> Dataset entries
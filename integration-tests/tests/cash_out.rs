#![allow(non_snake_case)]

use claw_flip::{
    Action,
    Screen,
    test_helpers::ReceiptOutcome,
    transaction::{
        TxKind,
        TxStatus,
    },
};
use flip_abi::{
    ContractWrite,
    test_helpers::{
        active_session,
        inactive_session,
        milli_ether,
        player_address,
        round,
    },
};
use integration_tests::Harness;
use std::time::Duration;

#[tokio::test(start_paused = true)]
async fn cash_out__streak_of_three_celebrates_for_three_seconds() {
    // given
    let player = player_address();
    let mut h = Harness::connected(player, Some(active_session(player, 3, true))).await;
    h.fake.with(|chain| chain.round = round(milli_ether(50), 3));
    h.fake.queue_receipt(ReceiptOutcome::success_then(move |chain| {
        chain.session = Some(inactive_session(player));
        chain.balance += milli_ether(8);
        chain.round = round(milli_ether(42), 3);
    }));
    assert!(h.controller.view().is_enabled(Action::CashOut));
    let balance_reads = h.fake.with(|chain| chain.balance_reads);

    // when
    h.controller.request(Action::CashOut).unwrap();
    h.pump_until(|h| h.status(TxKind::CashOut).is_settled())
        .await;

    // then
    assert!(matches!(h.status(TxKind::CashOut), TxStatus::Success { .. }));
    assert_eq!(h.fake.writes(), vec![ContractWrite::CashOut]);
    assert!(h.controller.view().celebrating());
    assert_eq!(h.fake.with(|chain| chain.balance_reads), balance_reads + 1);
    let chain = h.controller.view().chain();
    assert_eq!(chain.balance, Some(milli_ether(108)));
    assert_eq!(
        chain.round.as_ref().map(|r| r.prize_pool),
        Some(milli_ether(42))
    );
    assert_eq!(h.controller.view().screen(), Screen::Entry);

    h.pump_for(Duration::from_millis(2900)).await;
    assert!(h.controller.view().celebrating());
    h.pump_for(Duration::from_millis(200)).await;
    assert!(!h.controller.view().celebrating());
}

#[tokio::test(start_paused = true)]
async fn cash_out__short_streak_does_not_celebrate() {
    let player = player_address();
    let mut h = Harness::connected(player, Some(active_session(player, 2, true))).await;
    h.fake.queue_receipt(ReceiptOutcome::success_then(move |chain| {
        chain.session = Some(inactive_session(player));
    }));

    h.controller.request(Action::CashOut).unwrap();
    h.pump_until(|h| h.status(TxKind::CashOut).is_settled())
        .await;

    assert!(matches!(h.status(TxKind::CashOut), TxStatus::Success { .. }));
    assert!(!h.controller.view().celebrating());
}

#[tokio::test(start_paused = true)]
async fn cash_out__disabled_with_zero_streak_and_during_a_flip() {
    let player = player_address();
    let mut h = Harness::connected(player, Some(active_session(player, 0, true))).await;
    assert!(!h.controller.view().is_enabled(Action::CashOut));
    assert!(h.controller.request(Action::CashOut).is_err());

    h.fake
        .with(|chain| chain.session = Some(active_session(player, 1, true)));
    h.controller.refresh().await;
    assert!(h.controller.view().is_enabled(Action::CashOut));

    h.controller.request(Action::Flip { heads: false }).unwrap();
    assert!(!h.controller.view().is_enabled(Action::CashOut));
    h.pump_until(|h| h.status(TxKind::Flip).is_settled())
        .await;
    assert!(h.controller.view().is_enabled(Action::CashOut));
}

* * *

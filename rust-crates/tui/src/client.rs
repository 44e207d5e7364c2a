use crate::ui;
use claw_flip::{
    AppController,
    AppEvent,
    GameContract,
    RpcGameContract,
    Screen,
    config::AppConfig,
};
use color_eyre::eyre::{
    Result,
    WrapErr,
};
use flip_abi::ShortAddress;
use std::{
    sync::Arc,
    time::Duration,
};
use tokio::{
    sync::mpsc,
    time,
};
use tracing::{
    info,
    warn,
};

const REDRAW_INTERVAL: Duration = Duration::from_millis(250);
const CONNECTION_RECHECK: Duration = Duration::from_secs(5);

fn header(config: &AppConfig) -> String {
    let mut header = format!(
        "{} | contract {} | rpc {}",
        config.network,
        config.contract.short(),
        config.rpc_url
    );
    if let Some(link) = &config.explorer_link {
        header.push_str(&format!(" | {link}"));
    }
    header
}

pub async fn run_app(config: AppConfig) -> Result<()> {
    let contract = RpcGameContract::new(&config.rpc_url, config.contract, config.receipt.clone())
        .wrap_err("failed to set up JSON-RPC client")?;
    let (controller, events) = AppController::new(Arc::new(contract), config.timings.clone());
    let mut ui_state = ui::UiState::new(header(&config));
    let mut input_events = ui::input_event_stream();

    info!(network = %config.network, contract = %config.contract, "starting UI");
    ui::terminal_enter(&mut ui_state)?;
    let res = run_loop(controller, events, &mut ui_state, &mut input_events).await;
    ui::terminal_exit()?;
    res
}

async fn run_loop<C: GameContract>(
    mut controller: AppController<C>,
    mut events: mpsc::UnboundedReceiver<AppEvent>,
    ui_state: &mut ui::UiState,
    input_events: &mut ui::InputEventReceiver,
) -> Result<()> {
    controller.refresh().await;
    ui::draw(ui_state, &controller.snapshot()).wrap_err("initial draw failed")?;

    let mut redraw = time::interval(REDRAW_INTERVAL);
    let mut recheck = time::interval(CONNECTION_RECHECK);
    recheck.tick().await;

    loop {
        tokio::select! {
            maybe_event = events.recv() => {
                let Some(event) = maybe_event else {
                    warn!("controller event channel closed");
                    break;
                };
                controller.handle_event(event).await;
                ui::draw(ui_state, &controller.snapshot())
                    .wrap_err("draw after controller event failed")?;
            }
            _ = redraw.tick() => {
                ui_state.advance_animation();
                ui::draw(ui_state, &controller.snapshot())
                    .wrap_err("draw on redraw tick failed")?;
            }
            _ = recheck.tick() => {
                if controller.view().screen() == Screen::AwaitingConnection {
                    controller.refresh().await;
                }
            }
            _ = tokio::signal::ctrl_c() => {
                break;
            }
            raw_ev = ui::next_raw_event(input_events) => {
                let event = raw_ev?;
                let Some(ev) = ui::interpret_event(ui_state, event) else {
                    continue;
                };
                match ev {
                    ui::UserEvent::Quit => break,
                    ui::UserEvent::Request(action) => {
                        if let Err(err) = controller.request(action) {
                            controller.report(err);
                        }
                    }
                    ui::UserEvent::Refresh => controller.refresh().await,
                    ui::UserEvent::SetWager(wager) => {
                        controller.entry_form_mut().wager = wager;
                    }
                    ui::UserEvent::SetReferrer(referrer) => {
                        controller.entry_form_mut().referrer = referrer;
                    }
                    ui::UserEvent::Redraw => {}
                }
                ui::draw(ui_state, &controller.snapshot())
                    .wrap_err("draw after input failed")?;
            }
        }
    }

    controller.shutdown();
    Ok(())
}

> ACTION ITEM
Throughout the data above, report every line that contains the string "refresh".

> WRITTEN SOLUTION
    h.controller.refresh().await;
    controller.refresh().await;
                    controller.refresh().await;
                    ui::UserEvent::Refresh => controller.refresh().await,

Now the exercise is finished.